Source code for fklearn.preprocessing.splitting

from typing import Tuple

import numpy as np
from numpy.random import RandomState
import pandas as pd
from toolz import curry

from fklearn.types import DateType


[docs]@curry
def time_split_dataset(dataset: pd.DataFrame,
                       train_start_date: DateType,
                       train_end_date: DateType,
                       holdout_end_date: DateType,
                       time_column: str) -> Tuple[pd.DataFrame, pd.DataFrame]:
    """
    Splits temporal data into a training and testing datasets such that
    all training data comes before the testings one.

    Parameters
    ----------
    dataset : pandas.DataFrame
        A Pandas' DataFrame with an Identifier Column and a Date Column.
        The model will be trained to predict the target column
        from the features.

    train_start_date : str
        A date string representing a the starting time of the training data.
        It should be in the same format as the Date Column in `dataset`.

    train_end_date : str
        A date string representing a the ending time of the training data.
        This will also be used as the start date of the holdout period.
        It should be in the same format as the Date Column in `dataset`.

    holdout_end_date : str
        A date string representing a the ending time of the holdout data.
        It should be in the same format as the Date Column in `dataset`.

    time_column : str
        The name of the Date column of `dataset`.


    Returns
    ----------
    train_set : pandas.DataFrame
        The in ID sample and in time training set.

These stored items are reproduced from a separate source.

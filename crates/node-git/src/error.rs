//! Error types for node-git

use std::path::PathBuf;

/// Result type for node-git operations
pub type Result<T> = std::result::Result<T, Error>;

/// Errors that can occur in node-git operations
#[derive(Debug, thiserror::Error)]
pub enum Error {
    #[error("Git error: {0}")]
    Git(#[from] git2::Error),

    #[error("Filesystem error: {0}")]
    Fs(#[from] node_fs::Error),

    #[error("Not a git repository: {path}")]
    NotARepository { path: PathBuf },

    #[error("Failed to clone {url}: {message}")]
    CloneFailed { url: String, message: String },

    #[error("Branch '{name}' not found")]
    BranchNotFound { name: String },

    #[error("Remote '{name}' not found")]
    RemoteNotFound { name: String },

    #[error("Push failed: {message}")]
    PushFailed { message: String },

    #[error("Pull failed: {message}")]
    PullFailed { message: String },

    #[error("{message}")]
    CannotFastForward { message: String },

    #[error("{message}")]
    MergeConflict { message: String },

    #[error("Invalid branch name: {name}")]
    InvalidBranchName { name: String },

    #[error("HEAD is detached in {path}")]
    DetachedHead { path: PathBuf },
}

    test_set : pandas.DataFrame
        The out of ID sample and in time hold out set.
    """

    train_set = dataset[
        (dataset[time_column] >= train_start_date) & (dataset[time_column] < train_end_date)]

    test_set = dataset[
        (dataset[time_column] >= train_end_date) & (dataset[time_column] < holdout_end_date)]

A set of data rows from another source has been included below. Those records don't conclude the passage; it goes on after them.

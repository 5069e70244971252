//! The orchestrator
//!
//! [`NodeManager`] owns the discovered repositories and drives definitions
//! through their lifecycle:
//!
//! ```text
//! Published --edit--> Editable --publish--> Published
//!                        |
//!                        +--discard--> Discarded
//! ```
//!
//! Editing an older version needs the user's confirmation. Discarding is
//! only allowed for definitions no repository owns.

use std::collections::BTreeMap;
use std::sync::Arc;
use std::time::Instant;

use node_fs::NormalizedPath;
use tempfile::TempDir;

use crate::backup::BackupManager;
use crate::config::ManagerConfig;
use crate::context::ManagerContext;
use crate::host::{Definition, Host};
use crate::plugin::{Discover, Edit, EditOutcome, Load, PluginRegistry, Release, ReleaseOutcome};
use crate::repository::{Repository, RepositorySet};
use crate::tools::ArchiveTool;
use crate::version::Bump;
use crate::{Error, Result};

const PUBLISH_TITLE: &str = "Publish definition";

/// Backup subdirectory for discarded edits that no repository indexed.
const DISCARD_BACKUP_DIR: &str = "backup/discarded";

/// Lifecycle manager for node definitions.
pub struct NodeManager {
    context: ManagerContext,
    plugins: PluginRegistry,
    discover: Arc<dyn Discover>,
    loader: Arc<dyn Load>,
    editor: Arc<dyn Edit>,
    releaser: Arc<dyn Release>,
    repositories: RepositorySet,
    loaded: bool,
    stats: BTreeMap<String, f64>,
    _temp: TempDir,
}

impl NodeManager {
    /// Create a manager using the built-in plugins.
    pub fn new(config: ManagerConfig, host: Arc<dyn Host>, archive: Arc<dyn ArchiveTool>) -> Result<Self> {
        Self::with_plugins(config, PluginRegistry::with_builtins(), host, archive)
    }

    /// Create a manager picking its plugins from `plugins`.
    ///
    /// Fails when a configured plugin name is not registered.
    pub fn with_plugins(
        config: ManagerConfig,
        plugins: PluginRegistry,
        host: Arc<dyn Host>,
        archive: Arc<dyn ArchiveTool>,
    ) -> Result<Self> {
        let start = Instant::now();

        let discover = plugins.discover(&config.discover_plugin)?;
        let loader = plugins.load(&config.load_plugin)?;
        let editor = plugins.edit(&config.edit_plugin)?;
        let releaser = plugins.release(&config.release_plugin)?;

        let temp = tempfile::Builder::new().prefix("node-manager-").tempdir()?;
        let context = ManagerContext::new(config, NormalizedPath::new(temp.path()), host, archive)?;

        let mut stats = BTreeMap::new();
        stats.insert("init".to_string(), start.elapsed().as_secs_f64());

        tracing::info!(
            discover = discover.name(),
            load = loader.name(),
            edit = editor.name(),
            release = releaser.name(),
            base = %context.base_dir,
            "Node Manager initialised"
        );

        Ok(Self {
            context,
            plugins,
            discover,
            loader,
            editor,
            releaser,
            repositories: RepositorySet::default(),
            loaded: false,
            stats,
            _temp: temp,
        })
    }

    pub fn context(&self) -> &ManagerContext {
        &self.context
    }

    pub fn plugins(&self) -> &PluginRegistry {
        &self.plugins
    }

    pub fn repositories(&self) -> &RepositorySet {
        &self.repositories
    }

    pub fn repositories_mut(&mut self) -> &mut RepositorySet {
        &mut self.repositories
    }

    /// Timings in seconds, keyed by phase (`init`, `load_nodes`).
    pub fn stats(&self) -> &BTreeMap<String, f64> {
        &self.stats
    }

    /// Whether [`NodeManager::load`] has completed.
    pub fn is_loaded(&self) -> bool {
        self.loaded
    }

    /// Discover the repositories and load every definition.
    pub fn load(&mut self) -> Result<usize> {
        self.initialise_repos()?;
        let files = self.load_all(false)?;
        self.loaded = true;
        Ok(files)
    }

    /// Run the discover plugin, replacing the current repositories.
    pub fn initialise_repos(&mut self) -> Result<()> {
        let repos = self
            .discover
            .discover(&self.context, Arc::clone(&self.loader))?;
        if repos.is_empty() {
            return Err(Error::NoRepositories);
        }
        tracing::info!(repositories = repos.len(), "Discovered repositories");
        self.repositories = RepositorySet::new(repos);
        Ok(())
    }

    /// Load every repository; `force` re-resolves and re-indexes them.
    pub fn load_all(&mut self, force: bool) -> Result<usize> {
        let start = Instant::now();
        let files = self.repositories.load_all(&self.context, force)?;
        let elapsed = start.elapsed().as_secs_f64();
        self.stats.insert("load_nodes".to_string(), elapsed);
        tracing::info!(files, seconds = elapsed, force, "Loaded node definitions");
        Ok(files)
    }

    /// Repository whose roots contain `path`; `None` when nothing matches.
    pub fn repo_for_file(&self, path: &NormalizedPath) -> Option<&Repository> {
        self.repositories.repo_for_file(path)
    }

    pub fn is_managed(&self, path: &NormalizedPath) -> bool {
        self.repositories.is_managed(path)
    }

    pub fn is_latest_version(&self, definition: &Definition) -> bool {
        self.repositories.is_latest_version(definition)
    }

    fn node_definition(&self, node: &str) -> Result<Definition> {
        self.context
            .host
            .definition_from_node(node)?
            .ok_or_else(|| Error::NotADigitalAsset {
                node: node.to_string(),
            })
    }

    /// Make the node's definition editable, optionally bumping its version.
    ///
    /// At most one of `major` and `minor` may be set.
    pub fn edit_definition(&mut self, node: &str, major: bool, minor: bool) -> Result<EditOutcome> {
        let bump = Bump::from_edit_flags(major, minor)?;
        tracing::info!(node, bump = ?bump, "Editing definition");
        self.editor
            .edit_definition(&self.context, &mut self.repositories, node, bump)
    }

    /// Abandon a local edit.
    ///
    /// The definition is uninstalled and removed from any registry. Files in
    /// the edit directory are moved to a backup directory; other local files
    /// are left where they are. Definitions owned by a repository cannot be
    /// discarded.
    pub fn discard_definition(&mut self, node: &str) -> Result<()> {
        let definition = self.node_definition(node)?;
        let path = definition.library_path.clone();

        if let Some(repo) = self.repositories.repo_for_file(&path) {
            return Err(Error::DiscardManaged {
                path: path.to_string(),
                repo: repo.name().to_string(),
            });
        }

        let host = self.context.host.as_ref();
        let backup_dir = self
            .repositories
            .repo_holding_path(&path)
            .and_then(|name| self.repositories.get(name))
            .map(|repo| repo.context().backup_dir.clone())
            .unwrap_or_else(|| self.context.base_dir.join(DISCARD_BACKUP_DIR));
        self.repositories.remove_file_anywhere(host, &path)?;

        if path.starts_with(&self.context.edit_dir) && path.is_file() {
            BackupManager::new(backup_dir).backup_file(&path, "discard")?;
        }

        tracing::info!(node, path = %path, "Discarded definition");
        Ok(())
    }

    /// Problems that block publishing the node.
    ///
    /// A node without a definition reports only that. Otherwise unsaved
    /// changes, an older version and a namespace outside
    /// [`ManagerConfig::namespaces`] are each reported.
    pub fn validate(&self, node: &str) -> Vec<String> {
        let host = &self.context.host;
        let definition = match host.definition_from_node(node) {
            Ok(Some(definition)) if host.is_digital_asset(node) => definition,
            _ => return vec![format!("{} is not a digital asset", node)],
        };

        let mut problems = Vec::new();
        if host.has_unsaved_changes(node) {
            problems.push(format!(
                "{} has unsaved changes; save the definition before publishing",
                node
            ));
        }
        if !self.repositories.is_latest_version(&definition) {
            problems.push(format!(
                "{} is not the latest version; match or exceed the latest version before publishing",
                definition.type_name
            ));
        }

        let allowed = &self.context.config.namespaces;
        if !allowed.is_empty() {
            let namespace = definition.namespace();
            if !namespace.as_ref().is_some_and(|ns| allowed.contains(ns)) {
                problems.push(format!(
                    "Invalid namespace for {}: {}",
                    definition.type_name,
                    namespace.as_deref().unwrap_or("none")
                ));
            }
        }
        problems
    }

    /// Validate the node, ask for a release comment, then publish.
    ///
    /// Validation problems are shown to the user and returned as
    /// [`ReleaseOutcome::Rejected`]. An empty comment falls back to the
    /// release plugin's default.
    pub fn prepare_publish(&mut self, node: &str) -> Result<ReleaseOutcome> {
        let problems = self.validate(node);
        if !problems.is_empty() {
            tracing::warn!(node, problems = problems.len(), "Publish rejected");
            self.context
                .host
                .display_message(&problems.join("\n"), PUBLISH_TITLE);
            return Ok(ReleaseOutcome::Rejected { problems });
        }

        let Some(comment) = self
            .context
            .host
            .read_input("Release comment", PUBLISH_TITLE)
        else {
            tracing::info!(node, "Publish cancelled by user");
            return Ok(ReleaseOutcome::Cancelled);
        };

        let comment = comment.trim();
        self.publish_definition(node, (!comment.is_empty()).then_some(comment))
    }

    /// Publish through the release plugin without validation or prompts.
    pub fn publish_definition(&mut self, node: &str, comment: Option<&str>) -> Result<ReleaseOutcome> {
        tracing::info!(node, release = self.releaser.name(), "Publishing definition");
        self.releaser
            .release(&self.context, &mut self.repositories, node, comment)
    }

    /// Save the node's definition.
    ///
    /// Definitions living in the manager temp directory are saved into the
    /// edit directory instead, and the new file is installed.
    pub fn save(&mut self, node: &str) -> Result<NormalizedPath> {
        let definition = self.node_definition(node)?;
        let path = &definition.library_path;

        let in_temp = path.starts_with(&self.context.temp_dir) && !path.starts_with(&self.context.edit_dir);
        if !in_temp {
            self.context.host.save_definition(node, path)?;
            return Ok(path.clone());
        }

        let file_name = path.file_name().ok_or_else(|| {
            Error::configuration(format!("definition path has no file name: {}", path))
        })?;
        let dest = self.context.edit_dir.join(file_name);
        self.context.host.save_definition(node, &dest)?;
        self.context.host.install(&dest)?;
        tracing::info!(from = %path, to = %dest, "Moved temporary definition into edit directory");
        Ok(dest)
    }
}

impl std::fmt::Debug for NodeManager {
    fn fmt(&self, f: &mut std::fmt::Formatter<'_>) -> std::fmt::Result {
        f.debug_struct("NodeManager")
            .field("context", &self.context)
            .field("repositories", &self.repositories.names())
            .field("loaded", &self.loaded)
            .field("stats", &self.stats)
            .finish_non_exhaustive()
    }
}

    return train_set, test_set


[docs]@curry
def space_time_split_dataset(dataset: pd.DataFrame,
                             train_start_date: DateType,
                             train_end_date: DateType,
                             holdout_end_date: DateType,
                             split_seed: int,
                             space_holdout_percentage: float,
                             space_column: str,
                             time_column: str,
                             holdout_space: np.ndarray = None) -> Tuple[pd.DataFrame, ...]:
    """
    Splits panel data using both ID and Time columns, resulting in four datasets

    1. A training set;
    2. An in training time, but out sample id hold out dataset;
    3. An out of training time, but in sample id hold out dataset;
    4. An out of training time and out of sample id hold out dataset.

    Parameters
    ----------
    dataset : pandas.DataFrame
        A Pandas' DataFrame with an Identifier Column and a Date Column.
        The model will be trained to predict the target column
        from the features.

    train_start_date : str
        A date string representing a the starting time of the training data.
        It should be in the same format as the Date Column in `dataset`.

    train_end_date : str
        A date string representing a the ending time of the training data.
        This will also be used as the start date of the holdout period.
        It should be in the same format as the Date Column in `dataset`.

    holdout_end_date : str
        A date string representing a the ending time of the holdout data.
        It should be in the same format as the Date Column in `dataset`.

    split_seed : int
        A seed used by the random number generator.

    space_holdout_percentage : float
        The out of id holdout size as a proportion of the in id training
        size.

    space_column : str
        The name of the Identifier column of `dataset`.

    time_column : str
        The name of the Date column of `dataset`.

    holdout_space : np.array
        An array containing the hold out IDs. If not specified,
        A random subset of IDs will be selected for holdout.

    Returns
    ----------
    train_set : pandas.DataFrame
        The in ID sample and in time training set.

    intime_outspace_hdout : pandas.DataFrame
        The out of ID sample and in time hold out set.

    outime_inspace_hdout : pandas.DataFrame
        The out of ID sample and in time hold out set.

    holdout_space : pandas.DataFrame
        The out of ID sample and in time hold out set.
    """
    train_period = dataset[
        (dataset[time_column] >= train_start_date) & (dataset[time_column] < train_end_date)]
    outime_inspace_hdout = dataset[
        (dataset[time_column] >= train_end_date) & (dataset[time_column] < holdout_end_date)]

    if holdout_space is None:
        train_period_space = train_period[space_column].unique()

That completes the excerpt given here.